Nothing but the lines from the start of the records through the line that contains "attached and observable." is to be copied, and each is to be copied exactly.

[Dataset entries]
▬▬▬▬▬▬

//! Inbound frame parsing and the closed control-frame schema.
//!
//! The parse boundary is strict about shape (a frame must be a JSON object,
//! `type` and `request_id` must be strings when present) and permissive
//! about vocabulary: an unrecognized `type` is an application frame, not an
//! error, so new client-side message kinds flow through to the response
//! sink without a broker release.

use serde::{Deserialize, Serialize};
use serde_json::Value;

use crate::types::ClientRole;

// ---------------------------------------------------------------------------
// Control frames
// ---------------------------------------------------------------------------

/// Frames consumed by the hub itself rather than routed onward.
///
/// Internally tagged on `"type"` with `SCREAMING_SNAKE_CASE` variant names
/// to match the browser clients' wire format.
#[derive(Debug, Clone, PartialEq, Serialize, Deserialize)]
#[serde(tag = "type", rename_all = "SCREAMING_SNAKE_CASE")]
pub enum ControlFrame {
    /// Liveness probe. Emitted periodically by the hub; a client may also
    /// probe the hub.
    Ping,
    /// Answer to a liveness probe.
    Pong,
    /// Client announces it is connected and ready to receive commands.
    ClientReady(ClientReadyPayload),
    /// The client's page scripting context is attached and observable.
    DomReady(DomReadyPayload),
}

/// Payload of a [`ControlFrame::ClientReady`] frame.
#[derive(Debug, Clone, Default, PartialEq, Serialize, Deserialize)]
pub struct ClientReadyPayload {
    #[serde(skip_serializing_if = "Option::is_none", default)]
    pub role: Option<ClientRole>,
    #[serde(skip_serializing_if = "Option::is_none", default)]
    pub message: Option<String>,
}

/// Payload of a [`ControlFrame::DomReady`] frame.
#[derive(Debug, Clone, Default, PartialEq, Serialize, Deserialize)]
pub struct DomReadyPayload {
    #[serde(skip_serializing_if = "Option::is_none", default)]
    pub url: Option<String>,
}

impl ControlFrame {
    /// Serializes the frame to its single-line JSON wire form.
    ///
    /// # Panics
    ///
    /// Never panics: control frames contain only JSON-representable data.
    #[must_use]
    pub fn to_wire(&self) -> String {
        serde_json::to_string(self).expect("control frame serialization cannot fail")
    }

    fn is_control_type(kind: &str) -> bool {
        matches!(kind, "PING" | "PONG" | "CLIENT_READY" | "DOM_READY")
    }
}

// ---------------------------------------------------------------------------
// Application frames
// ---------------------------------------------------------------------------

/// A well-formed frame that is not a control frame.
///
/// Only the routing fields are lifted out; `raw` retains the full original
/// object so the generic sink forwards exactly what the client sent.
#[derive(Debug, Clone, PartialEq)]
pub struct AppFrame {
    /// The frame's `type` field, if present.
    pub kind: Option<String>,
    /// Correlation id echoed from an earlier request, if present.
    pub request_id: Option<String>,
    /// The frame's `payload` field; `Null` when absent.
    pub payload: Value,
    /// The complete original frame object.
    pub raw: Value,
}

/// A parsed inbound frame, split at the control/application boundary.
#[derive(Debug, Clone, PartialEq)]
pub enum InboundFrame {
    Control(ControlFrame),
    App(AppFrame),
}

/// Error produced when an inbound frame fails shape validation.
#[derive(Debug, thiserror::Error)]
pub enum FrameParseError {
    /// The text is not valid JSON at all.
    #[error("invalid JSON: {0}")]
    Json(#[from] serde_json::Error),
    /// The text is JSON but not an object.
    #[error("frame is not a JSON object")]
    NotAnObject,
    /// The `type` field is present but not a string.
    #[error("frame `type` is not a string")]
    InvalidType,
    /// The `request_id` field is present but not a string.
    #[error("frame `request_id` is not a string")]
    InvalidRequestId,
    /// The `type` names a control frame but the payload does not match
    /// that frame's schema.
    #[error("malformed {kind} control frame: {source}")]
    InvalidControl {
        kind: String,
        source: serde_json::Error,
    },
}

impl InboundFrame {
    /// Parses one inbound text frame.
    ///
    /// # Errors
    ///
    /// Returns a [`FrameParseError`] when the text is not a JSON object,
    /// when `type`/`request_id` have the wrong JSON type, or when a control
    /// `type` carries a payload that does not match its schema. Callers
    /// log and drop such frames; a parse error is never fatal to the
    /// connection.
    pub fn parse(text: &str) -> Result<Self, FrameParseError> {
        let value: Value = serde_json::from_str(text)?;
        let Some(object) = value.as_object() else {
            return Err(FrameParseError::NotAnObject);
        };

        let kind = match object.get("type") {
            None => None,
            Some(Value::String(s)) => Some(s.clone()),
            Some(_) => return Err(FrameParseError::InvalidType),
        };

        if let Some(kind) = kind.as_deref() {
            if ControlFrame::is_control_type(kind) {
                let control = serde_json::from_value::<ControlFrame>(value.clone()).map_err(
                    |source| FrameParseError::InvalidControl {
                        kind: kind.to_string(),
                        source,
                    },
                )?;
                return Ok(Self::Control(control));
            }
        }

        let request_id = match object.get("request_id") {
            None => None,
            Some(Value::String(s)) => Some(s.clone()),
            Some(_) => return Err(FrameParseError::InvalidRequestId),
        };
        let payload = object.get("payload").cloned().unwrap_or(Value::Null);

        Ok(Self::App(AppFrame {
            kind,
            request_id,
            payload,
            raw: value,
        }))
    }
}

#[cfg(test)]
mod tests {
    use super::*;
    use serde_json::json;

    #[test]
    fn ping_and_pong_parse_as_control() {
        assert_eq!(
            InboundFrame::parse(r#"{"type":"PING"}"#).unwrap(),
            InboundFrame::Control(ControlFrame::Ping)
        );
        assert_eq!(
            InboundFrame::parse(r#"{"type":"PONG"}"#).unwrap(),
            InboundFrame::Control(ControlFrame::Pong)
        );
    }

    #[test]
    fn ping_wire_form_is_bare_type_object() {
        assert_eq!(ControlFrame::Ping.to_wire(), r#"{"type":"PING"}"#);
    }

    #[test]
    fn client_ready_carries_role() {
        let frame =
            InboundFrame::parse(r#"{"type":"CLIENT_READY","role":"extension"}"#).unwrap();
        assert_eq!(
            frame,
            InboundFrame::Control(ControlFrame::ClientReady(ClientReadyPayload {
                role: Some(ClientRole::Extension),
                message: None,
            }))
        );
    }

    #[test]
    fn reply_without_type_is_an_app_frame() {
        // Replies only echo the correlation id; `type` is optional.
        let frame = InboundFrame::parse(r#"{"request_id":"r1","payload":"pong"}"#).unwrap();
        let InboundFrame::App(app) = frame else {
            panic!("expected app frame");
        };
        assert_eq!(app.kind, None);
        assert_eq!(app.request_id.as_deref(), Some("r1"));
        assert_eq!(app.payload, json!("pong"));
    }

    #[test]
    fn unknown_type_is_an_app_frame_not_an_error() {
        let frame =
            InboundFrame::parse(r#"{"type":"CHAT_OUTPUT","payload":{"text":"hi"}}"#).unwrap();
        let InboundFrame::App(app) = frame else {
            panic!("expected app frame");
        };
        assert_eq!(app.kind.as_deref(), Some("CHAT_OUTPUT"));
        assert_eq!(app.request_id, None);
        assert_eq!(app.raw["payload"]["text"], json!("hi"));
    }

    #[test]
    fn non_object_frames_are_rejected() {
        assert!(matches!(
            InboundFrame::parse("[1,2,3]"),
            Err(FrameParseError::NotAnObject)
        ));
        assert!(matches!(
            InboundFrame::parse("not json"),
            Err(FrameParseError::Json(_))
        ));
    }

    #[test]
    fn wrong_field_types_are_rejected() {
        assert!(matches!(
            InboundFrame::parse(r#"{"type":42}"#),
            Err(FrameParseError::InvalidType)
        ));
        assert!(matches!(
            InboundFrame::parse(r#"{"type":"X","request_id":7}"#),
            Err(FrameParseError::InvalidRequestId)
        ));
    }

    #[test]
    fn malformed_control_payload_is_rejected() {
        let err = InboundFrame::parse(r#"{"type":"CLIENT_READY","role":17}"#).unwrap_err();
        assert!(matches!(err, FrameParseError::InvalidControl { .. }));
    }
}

▬▬▬▬▬▬

Solution>
//! Inbound frame parsing and the closed control-frame schema.
//!
//! The parse boundary is strict about shape (a frame must be a JSON object,
//! `type` and `request_id` must be strings when present) and permissive
//! about vocabulary: an unrecognized `type` is an application frame, not an
//! error, so new client-side message kinds flow through to the response
//! sink without a broker release.

use serde::{Deserialize, Serialize};
use serde_json::Value;

use crate::types::ClientRole;

// ---------------------------------------------------------------------------
// Control frames
// ---------------------------------------------------------------------------

/// Frames consumed by the hub itself rather than routed onward.
///
/// Internally tagged on `"type"` with `SCREAMING_SNAKE_CASE` variant names
/// to match the browser clients' wire format.
#[derive(Debug, Clone, PartialEq, Serialize, Deserialize)]
#[serde(tag = "type", rename_all = "SCREAMING_SNAKE_CASE")]
pub enum ControlFrame {
    /// Liveness probe. Emitted periodically by the hub; a client may also
    /// probe the hub.
    Ping,
    /// Answer to a liveness probe.
    Pong,
    /// Client announces it is connected and ready to receive commands.
    ClientReady(ClientReadyPayload),
    /// The client's page scripting context is attached and observable.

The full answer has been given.